The ring cutter is ideal for helical milling and milling ribs because the tool will inevitably produce more contact with the machined surface, while the use of double-edged circular milling cutters minimizes contact with the surface of the workpiece, Thereby reducing cutting heat and tool deformation. In these two machining, the circular milling cutter is usually closed in the cutting state, so the maximum radial walking step should be 25% of the diameter of the milling cutter, and each time the maximum Z direction of the knife should be cut 2% of diameter. In the helical milling hole, when the cutter is cut into the workpiece with the helical cutter rail, the spiral cutting angle is 2 ° – 3 ° until the Z direction of the cutter diameter is 2%.

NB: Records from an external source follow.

//! The API of rawmem-core.

mod backend;
mod category;
mod handle;
mod layout;
mod memory;
mod view;
mod violation;

pub use backend::Backend;
pub use category::Category;
pub use handle::Handle;
pub use layout::{assert_fixed_layout, field_offset, size_of, Field, FixedLayout, LayoutError};
pub use memory::{copy_value_into, element_as_mut, Memory};
pub use view::RawView;
pub use violation::ContractViolation;
//  Helpers shared by the multi-threaded test binaries.

#![allow(dead_code)]

use std::{sync::{self, atomic}, thread};

/// A pool of threads, joined on drop.
pub struct Pool<T>(Vec<thread::JoinHandle<T>>);

impl<T> Pool<T> {
    pub fn new<F, G>(count: usize, mut factory: F) -> Self
        where
            F: FnMut(usize) -> G,
            G: FnOnce() -> T + Send + 'static,
            T: Send + 'static
    {
        let threads : Vec<_> = (0..count)
            .map(|i| {
                thread::spawn(factory(i))
            })
            .collect();

        Self(threads)
    }

    pub fn join(mut self) -> Vec<T> {
        let thread_handles = std::mem::replace(&mut self.0, vec!());
        Self::join_handles(thread_handles)
    }

    fn join_handles(thread_handles: Vec<thread::JoinHandle<T>>) -> Vec<T> {
        //  First join _all_ threads.
        let results: Vec<_> = thread_handles.into_iter()
            .map(|handle| handle.join())
            .collect();
        //  Then collect the results.
        results.into_iter()
            .map(|value| value.unwrap())
            .collect()
    }
}

impl<T> Drop for Pool<T> {
    fn drop(&mut self) {
        let thread_handles = std::mem::replace(&mut self.0, vec!());
        Self::join_handles(thread_handles);
    }
}

/// Single-use barrier: each thread spins until all `count` threads have arrived.
#[derive(Clone, Debug)]
pub struct RendezVous(sync::Arc<atomic::AtomicUsize>);

impl RendezVous {
    pub fn new(count: usize) -> Self { Self(sync::Arc::new(atomic::AtomicUsize::new(count))) }

    pub fn wait_until_all_ready(&self) {
        self.0.fetch_sub(1, atomic::Ordering::AcqRel);

        while !self.is_ready() {
            std::hint::spin_loop();
        }
    }

    fn is_ready(&self) -> bool { self.0.load(atomic::Ordering::Acquire) == 0 }
}

pub fn number_iterations() -> usize { read_number_from_environment("RAWMEM_MULTI_NUMBER_ITERATIONS", 10) }

pub fn number_threads() -> usize {
    read_number_from_environment("RAWMEM_MULTI_NUMBER_THREADS", num_cpus::get().max(2).min(16))
}

fn read_number_from_environment(name: &str, default: usize) -> usize {
    if let Some(result) = std::env::var(name).ok().and_then(|value| value.parse().ok()) {
        println!("read_number_from_environment - {}: {}", name, result);
        return result;
    }

    println!("read_number_from_environment - {}: {} (default)", name, default);
    default
}
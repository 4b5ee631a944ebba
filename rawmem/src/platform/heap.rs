//! Implementation of the minimal fallback backend.

use core::ptr::NonNull;

use rawmem_core::{Backend, Category};

/// The minimal fallback backend, over the process heap.
///
/// Categories are ignored, and the alignment is whatever `malloc` guarantees.
#[derive(Clone, Copy, Debug, Default)]
pub struct HeapBackend;

impl HeapBackend {
    /// Creates an instance.
    pub const fn new() -> Self { Self }
}

impl Backend for HeapBackend {
    fn name(&self) -> &'static str { "heap" }

    unsafe fn allocate(&self, size: usize, _: Category) -> Option<NonNull<u8>> {
        NonNull::new(libc::malloc(size) as *mut u8)
    }

    unsafe fn deallocate(&self, pointer: NonNull<u8>, _: Category) {
        libc::free(pointer.as_ptr() as *mut libc::c_void);
    }

    unsafe fn reallocate(&self, pointer: NonNull<u8>, _: usize, new_size: usize, _: Category) -> Option<NonNull<u8>> {
        //  On failure, `realloc` leaves the original block untouched.
        NonNull::new(libc::realloc(pointer.as_ptr() as *mut libc::c_void, new_size) as *mut u8)
    }

    unsafe fn clear(&self, pointer: NonNull<u8>, size: usize) {
        libc::memset(pointer.as_ptr() as *mut libc::c_void, 0, size);
    }
}
//! Abstraction over the allocators of the platform.

#[cfg(unix)]
mod heap;

#[cfg(unix)]
mod native;

#[cfg(unix)]
pub use heap::HeapBackend;

#[cfg(unix)]
pub use native::NativeBackend;

#[cfg(not(unix))]
compile_error!("rawmem platform backends are only implemented for unix targets");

If the ring cutter is open in the open state (such as milling the workpiece corner or cleaning the workpiece characteristics), the radial walking step depends on the hardness of the workpiece material. When the hardness of the workpiece is HRC30-50, the maximum radial walking step should be 5% of the diameter of the cutter; when the material hardness is higher than HRC50, the maximum radial walking step and the maximum Z The depth of cut is 2% of the diameter of the cutter.

Freze Kesicilerinin Seçimi – Komple işleme işlemi

Makine sertliği, kullanılabilen aracın boyutunu belirlemeye de yardımcı olur. Örneğin, 40 konik makinede kesim yaparken, freze bıçağı çapı normal olarak <12.7 mm olmalıdır. Daha büyük çaplı frezeleme aletleri, makinenin dayanma kabiliyetini aşan daha büyük kesme kuvveti üretebilir; bu da çarpma, deformasyon, yüzey bitirme bozulması ve takım ömrünün kısalmasına neden olur.

Buna ek olarak, parçanın en küçük çapının öğütme frezesinin 1/2’inin kullanılması, küçük bir bıçak bıçağı açısı tutabilir ve direksiyon sırasında takım artmaz. Örneğin, iş parçası işleme programı% 10’luk bir yürüme adımı, daha sonra bıçak açısı 37 °’yi kullanır. Eski, geleneksel alet yolunu kullanırsanız, yön değiştirdiğinizde kesici açısını 127 ° ‘ye değiştirecektir. Ve yeni yüksek hızlı takım yolunun kullanılması, sesin köşesinde kesici ve düz çizgi kesme işlemi farklı değil. Bir kesiciye tüm kesme işlemlerinde aynı ses verilirse, büyük bir termal şoka ve mekanik darbeye maruz kalmadığına işaret eder. Kesici her turda çığlık atıyorsa veya bir köşede kesilirse, bıçağın açısını azaltmak için kesicinin boyutunu azaltmanın gerekli olabileceğini gösterir. Kesimden çıkan ses aynı kalırsa, bıçağın açısı daima sabit olduğu için, kesicinin kesme basıncının üniform olduğu ve iş parçasının geometrisinin değişmesi ile yukarı ve aşağı dalgalanmadığını gösterir.